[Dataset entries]
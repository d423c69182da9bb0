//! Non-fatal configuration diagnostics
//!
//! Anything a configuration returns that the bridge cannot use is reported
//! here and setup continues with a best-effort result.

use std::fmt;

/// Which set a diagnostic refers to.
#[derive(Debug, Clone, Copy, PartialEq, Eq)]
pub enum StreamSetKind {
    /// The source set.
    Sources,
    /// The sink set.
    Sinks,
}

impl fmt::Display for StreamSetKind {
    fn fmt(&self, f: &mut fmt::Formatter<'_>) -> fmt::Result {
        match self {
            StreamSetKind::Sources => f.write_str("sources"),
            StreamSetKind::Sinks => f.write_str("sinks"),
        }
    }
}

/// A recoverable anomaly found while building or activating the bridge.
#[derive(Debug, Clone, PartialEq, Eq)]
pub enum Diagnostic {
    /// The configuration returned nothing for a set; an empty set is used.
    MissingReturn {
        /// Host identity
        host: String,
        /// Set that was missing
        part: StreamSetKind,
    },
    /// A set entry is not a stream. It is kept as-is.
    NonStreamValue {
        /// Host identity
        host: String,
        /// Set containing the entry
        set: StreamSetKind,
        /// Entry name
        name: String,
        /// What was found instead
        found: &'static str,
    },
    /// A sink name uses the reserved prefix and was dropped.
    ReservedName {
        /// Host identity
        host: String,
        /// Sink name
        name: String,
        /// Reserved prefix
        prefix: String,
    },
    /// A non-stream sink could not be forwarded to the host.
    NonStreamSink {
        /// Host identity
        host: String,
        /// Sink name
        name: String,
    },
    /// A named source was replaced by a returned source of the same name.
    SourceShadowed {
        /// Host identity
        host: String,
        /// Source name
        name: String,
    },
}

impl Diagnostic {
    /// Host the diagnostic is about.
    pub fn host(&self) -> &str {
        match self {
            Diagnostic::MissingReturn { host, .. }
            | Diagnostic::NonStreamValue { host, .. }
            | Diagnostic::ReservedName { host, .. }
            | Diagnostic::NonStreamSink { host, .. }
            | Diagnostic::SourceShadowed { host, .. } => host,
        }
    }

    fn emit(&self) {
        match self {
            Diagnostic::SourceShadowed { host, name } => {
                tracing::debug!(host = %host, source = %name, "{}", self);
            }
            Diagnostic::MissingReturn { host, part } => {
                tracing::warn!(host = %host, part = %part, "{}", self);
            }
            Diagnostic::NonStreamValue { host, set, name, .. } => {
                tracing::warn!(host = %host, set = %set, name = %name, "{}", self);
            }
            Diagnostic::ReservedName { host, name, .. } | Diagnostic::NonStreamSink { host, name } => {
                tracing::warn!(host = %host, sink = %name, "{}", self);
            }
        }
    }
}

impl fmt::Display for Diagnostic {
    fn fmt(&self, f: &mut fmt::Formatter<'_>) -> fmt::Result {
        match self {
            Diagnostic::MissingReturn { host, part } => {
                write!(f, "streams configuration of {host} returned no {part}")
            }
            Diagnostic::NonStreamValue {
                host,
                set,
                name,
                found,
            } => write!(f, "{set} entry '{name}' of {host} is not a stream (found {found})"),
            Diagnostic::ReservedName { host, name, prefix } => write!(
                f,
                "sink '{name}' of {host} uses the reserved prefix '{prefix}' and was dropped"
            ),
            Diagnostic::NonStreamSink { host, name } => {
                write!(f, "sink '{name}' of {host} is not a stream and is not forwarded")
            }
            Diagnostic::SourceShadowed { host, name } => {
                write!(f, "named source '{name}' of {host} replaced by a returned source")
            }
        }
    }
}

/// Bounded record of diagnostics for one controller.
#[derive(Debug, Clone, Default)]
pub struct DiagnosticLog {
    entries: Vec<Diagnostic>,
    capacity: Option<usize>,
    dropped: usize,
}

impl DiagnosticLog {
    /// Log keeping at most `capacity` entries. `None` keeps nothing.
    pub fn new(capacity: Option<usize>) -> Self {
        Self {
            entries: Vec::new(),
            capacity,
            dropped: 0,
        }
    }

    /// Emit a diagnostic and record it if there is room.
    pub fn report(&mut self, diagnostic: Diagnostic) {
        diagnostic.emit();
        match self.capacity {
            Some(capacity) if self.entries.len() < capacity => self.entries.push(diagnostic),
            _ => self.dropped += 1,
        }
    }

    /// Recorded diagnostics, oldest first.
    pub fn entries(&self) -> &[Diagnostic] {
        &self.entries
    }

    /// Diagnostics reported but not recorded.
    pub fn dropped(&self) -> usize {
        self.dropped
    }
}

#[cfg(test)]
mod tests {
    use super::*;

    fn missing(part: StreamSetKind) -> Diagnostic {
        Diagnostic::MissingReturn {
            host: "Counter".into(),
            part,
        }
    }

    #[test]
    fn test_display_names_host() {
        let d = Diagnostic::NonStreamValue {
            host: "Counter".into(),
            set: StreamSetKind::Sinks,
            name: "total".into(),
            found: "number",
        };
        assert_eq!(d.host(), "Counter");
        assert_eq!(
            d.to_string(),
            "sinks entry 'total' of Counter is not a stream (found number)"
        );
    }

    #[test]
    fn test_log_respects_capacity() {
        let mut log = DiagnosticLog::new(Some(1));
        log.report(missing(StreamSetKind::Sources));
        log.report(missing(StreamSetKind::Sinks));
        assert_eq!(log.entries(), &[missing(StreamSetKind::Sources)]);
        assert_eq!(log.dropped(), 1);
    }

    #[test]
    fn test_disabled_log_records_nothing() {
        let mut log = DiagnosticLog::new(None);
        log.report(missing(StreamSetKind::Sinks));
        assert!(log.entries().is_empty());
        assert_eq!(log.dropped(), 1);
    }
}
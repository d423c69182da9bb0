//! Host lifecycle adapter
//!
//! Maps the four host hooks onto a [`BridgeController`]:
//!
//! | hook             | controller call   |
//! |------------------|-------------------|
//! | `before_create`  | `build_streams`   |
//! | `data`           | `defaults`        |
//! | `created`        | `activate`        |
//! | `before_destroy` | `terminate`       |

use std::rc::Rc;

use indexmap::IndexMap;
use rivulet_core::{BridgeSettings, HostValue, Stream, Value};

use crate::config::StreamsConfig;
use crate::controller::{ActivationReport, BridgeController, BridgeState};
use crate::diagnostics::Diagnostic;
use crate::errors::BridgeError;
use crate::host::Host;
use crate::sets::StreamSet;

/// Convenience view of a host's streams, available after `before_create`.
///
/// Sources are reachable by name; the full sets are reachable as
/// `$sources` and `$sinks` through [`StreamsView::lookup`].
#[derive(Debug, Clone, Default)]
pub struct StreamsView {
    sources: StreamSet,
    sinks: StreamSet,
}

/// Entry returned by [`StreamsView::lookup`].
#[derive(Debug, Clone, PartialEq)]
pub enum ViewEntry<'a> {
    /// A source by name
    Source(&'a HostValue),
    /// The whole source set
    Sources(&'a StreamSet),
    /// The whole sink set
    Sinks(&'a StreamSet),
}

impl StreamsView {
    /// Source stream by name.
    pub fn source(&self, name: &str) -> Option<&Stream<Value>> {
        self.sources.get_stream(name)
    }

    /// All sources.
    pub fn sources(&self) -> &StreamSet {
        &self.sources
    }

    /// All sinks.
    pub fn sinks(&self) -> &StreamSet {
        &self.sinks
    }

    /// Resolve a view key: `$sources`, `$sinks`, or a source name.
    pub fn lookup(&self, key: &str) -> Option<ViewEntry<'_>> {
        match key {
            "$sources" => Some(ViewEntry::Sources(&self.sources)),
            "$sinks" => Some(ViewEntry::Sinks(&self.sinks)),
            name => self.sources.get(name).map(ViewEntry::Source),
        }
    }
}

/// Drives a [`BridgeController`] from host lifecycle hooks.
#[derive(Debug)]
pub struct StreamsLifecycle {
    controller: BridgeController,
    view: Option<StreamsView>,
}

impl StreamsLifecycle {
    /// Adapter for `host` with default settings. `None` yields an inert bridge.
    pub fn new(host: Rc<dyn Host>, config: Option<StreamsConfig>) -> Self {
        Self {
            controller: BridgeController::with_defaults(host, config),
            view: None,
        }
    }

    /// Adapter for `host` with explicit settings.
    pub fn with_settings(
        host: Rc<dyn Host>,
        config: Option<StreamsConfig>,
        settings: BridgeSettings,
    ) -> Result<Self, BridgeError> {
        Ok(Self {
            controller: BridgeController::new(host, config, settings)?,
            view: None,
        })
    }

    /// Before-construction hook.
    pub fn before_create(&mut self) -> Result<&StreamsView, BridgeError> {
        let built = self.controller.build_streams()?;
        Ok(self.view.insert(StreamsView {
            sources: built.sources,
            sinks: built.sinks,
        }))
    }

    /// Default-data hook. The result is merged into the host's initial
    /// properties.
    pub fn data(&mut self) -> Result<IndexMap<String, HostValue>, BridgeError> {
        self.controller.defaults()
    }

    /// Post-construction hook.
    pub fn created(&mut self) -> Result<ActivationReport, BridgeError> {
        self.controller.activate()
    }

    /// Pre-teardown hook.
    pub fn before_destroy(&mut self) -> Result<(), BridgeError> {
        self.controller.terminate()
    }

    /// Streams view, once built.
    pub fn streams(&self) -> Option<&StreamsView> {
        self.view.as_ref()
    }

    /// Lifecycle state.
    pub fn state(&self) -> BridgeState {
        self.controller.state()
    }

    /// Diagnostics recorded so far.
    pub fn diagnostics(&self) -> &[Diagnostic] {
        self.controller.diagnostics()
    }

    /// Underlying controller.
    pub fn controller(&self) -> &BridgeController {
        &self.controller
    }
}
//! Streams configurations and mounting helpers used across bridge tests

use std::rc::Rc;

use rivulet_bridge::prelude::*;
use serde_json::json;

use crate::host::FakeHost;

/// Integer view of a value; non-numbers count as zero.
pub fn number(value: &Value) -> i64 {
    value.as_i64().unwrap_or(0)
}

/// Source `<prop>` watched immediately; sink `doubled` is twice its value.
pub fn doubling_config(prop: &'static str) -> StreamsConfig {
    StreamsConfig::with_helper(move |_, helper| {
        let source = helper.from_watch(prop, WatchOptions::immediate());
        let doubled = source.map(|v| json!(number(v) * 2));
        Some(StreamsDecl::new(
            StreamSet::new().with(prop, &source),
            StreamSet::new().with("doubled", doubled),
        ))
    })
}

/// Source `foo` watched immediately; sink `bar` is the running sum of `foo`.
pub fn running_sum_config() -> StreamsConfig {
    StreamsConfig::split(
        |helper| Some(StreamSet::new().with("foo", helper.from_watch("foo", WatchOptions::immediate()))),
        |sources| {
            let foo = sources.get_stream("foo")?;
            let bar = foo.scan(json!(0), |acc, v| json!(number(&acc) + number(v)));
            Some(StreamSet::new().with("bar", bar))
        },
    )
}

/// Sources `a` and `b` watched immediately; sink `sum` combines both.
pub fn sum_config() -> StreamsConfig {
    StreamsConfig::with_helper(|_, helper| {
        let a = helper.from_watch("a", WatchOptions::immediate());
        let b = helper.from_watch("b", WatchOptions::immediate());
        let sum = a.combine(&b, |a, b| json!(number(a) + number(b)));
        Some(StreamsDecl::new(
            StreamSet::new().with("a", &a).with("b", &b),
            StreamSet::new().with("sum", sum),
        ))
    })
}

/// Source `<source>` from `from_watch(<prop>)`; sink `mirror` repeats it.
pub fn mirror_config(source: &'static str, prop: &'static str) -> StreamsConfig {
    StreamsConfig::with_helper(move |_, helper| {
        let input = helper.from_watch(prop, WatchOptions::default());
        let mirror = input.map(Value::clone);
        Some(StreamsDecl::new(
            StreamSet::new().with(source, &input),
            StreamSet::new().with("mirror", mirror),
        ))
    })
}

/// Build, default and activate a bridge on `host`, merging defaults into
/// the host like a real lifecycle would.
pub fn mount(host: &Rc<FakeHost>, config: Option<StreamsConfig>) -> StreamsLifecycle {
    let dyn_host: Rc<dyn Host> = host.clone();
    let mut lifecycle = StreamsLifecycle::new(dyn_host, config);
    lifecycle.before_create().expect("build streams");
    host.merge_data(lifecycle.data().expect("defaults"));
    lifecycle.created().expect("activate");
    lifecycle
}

*EXERCISE PROMPT*
Lines after the one containing "set is used." are not wanted; repeat exactly each line above from the first up to and including it.

*EXERCISE ANSWER*
repository d423c69182da9bb0
//! Non-fatal configuration diagnostics
//!
//! Anything a configuration returns that the bridge cannot use is reported
//! here and setup continues with a best-effort result.

use std::fmt;

/// Which set a diagnostic refers to.
#[derive(Debug, Clone, Copy, PartialEq, Eq)]
pub enum StreamSetKind {
    /// The source set.
    Sources,
    /// The sink set.
    Sinks,
}

impl fmt::Display for StreamSetKind {
    fn fmt(&self, f: &mut fmt::Formatter<'_>) -> fmt::Result {
        match self {
            StreamSetKind::Sources => f.write_str("sources"),
            StreamSetKind::Sinks => f.write_str("sinks"),
        }
    }
}

/// A recoverable anomaly found while building or activating the bridge.
#[derive(Debug, Clone, PartialEq, Eq)]
pub enum Diagnostic {
    /// The configuration returned nothing for a set; an empty set is used.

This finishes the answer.